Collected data
───
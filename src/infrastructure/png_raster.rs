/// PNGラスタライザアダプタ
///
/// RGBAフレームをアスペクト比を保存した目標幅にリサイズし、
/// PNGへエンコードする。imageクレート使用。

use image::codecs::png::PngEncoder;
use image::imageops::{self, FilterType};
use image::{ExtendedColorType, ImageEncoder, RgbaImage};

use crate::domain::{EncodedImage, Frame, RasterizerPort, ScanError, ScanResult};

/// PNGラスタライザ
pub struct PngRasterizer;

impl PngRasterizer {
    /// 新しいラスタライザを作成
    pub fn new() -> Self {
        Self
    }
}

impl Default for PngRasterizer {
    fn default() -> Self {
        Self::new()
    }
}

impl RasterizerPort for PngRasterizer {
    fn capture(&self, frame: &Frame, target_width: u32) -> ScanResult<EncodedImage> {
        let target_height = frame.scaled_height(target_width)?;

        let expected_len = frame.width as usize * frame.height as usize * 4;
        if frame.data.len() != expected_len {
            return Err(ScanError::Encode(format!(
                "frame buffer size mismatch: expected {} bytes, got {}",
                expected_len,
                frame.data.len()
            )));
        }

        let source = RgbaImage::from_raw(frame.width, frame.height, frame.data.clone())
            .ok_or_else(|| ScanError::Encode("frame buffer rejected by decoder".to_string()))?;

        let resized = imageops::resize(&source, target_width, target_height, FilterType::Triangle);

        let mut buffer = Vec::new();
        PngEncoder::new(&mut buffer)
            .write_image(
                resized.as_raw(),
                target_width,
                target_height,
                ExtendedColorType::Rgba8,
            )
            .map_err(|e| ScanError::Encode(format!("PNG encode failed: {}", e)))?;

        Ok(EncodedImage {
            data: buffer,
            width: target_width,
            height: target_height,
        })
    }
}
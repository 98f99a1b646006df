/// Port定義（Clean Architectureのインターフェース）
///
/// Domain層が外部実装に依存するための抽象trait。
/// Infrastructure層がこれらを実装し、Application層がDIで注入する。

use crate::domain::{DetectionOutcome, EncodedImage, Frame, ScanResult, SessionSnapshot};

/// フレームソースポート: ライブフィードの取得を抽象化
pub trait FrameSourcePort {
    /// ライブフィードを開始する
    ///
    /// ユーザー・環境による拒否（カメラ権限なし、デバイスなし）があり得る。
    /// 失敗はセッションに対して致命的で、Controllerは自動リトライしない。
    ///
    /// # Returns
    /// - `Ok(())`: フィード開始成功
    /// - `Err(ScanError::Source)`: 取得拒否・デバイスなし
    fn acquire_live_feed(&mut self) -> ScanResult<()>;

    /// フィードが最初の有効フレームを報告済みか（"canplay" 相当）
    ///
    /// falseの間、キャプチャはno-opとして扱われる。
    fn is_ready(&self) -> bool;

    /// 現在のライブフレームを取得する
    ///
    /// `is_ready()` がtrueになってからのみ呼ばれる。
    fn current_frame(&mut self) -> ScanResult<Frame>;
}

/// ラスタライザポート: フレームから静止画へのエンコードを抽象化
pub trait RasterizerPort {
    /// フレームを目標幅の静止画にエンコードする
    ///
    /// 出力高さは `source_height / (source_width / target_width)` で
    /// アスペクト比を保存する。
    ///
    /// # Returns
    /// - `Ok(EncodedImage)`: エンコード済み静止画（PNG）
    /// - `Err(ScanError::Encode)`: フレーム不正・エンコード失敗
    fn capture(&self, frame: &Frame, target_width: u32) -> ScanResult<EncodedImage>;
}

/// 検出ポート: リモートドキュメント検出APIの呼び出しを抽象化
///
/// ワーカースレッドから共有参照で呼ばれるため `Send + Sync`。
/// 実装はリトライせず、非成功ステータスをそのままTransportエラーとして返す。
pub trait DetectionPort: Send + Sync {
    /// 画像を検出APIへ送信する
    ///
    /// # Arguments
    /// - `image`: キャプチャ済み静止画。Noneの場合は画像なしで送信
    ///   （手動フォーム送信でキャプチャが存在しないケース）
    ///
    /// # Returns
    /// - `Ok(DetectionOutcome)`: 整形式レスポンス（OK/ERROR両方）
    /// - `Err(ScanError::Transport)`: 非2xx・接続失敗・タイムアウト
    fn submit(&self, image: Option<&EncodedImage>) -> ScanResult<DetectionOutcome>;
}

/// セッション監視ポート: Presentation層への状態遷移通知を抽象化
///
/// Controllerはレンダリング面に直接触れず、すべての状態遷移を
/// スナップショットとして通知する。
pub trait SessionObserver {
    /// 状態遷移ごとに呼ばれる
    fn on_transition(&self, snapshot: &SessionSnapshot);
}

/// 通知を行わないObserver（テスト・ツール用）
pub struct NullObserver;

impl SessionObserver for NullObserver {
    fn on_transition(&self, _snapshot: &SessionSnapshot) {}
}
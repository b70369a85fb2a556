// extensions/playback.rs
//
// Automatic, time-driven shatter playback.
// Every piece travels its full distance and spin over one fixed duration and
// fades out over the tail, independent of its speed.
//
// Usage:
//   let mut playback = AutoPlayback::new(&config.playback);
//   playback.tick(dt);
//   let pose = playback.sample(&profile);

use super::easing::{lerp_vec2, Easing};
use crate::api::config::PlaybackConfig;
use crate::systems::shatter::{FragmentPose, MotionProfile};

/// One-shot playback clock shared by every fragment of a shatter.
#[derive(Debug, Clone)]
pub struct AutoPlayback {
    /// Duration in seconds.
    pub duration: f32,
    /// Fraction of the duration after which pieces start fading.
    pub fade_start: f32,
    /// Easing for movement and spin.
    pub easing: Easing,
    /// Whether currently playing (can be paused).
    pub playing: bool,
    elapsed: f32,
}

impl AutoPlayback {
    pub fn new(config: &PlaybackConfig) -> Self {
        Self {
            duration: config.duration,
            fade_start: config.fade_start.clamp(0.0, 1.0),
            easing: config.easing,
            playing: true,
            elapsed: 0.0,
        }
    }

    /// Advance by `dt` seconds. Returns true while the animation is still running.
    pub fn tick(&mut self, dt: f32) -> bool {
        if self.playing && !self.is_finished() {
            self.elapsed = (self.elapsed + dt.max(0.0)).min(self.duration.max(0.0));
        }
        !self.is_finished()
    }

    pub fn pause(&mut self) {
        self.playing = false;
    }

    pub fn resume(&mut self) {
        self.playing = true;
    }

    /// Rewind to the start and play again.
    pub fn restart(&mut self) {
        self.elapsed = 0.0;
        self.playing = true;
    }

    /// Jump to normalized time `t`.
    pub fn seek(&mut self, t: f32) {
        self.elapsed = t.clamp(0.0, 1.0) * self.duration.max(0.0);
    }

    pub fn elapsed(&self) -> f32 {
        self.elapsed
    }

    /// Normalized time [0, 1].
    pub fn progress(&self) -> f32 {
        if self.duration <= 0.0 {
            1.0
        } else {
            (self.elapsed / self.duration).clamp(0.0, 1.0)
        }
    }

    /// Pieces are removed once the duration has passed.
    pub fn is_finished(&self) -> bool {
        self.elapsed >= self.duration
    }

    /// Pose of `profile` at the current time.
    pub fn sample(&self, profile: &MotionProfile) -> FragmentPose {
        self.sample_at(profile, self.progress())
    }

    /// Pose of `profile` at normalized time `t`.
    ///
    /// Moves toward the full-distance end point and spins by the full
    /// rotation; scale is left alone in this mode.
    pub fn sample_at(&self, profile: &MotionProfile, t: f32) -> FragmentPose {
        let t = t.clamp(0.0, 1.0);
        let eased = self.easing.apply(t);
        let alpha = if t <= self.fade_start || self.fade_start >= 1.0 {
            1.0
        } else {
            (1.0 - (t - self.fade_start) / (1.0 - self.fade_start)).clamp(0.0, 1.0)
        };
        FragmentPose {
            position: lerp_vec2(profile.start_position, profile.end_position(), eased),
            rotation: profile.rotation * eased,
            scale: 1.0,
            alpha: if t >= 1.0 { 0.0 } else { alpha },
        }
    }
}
───
TASK ITEM
If a line of the records above holds the string "imageops", count it; then state only how many such lines there are.

TASK RESULT
2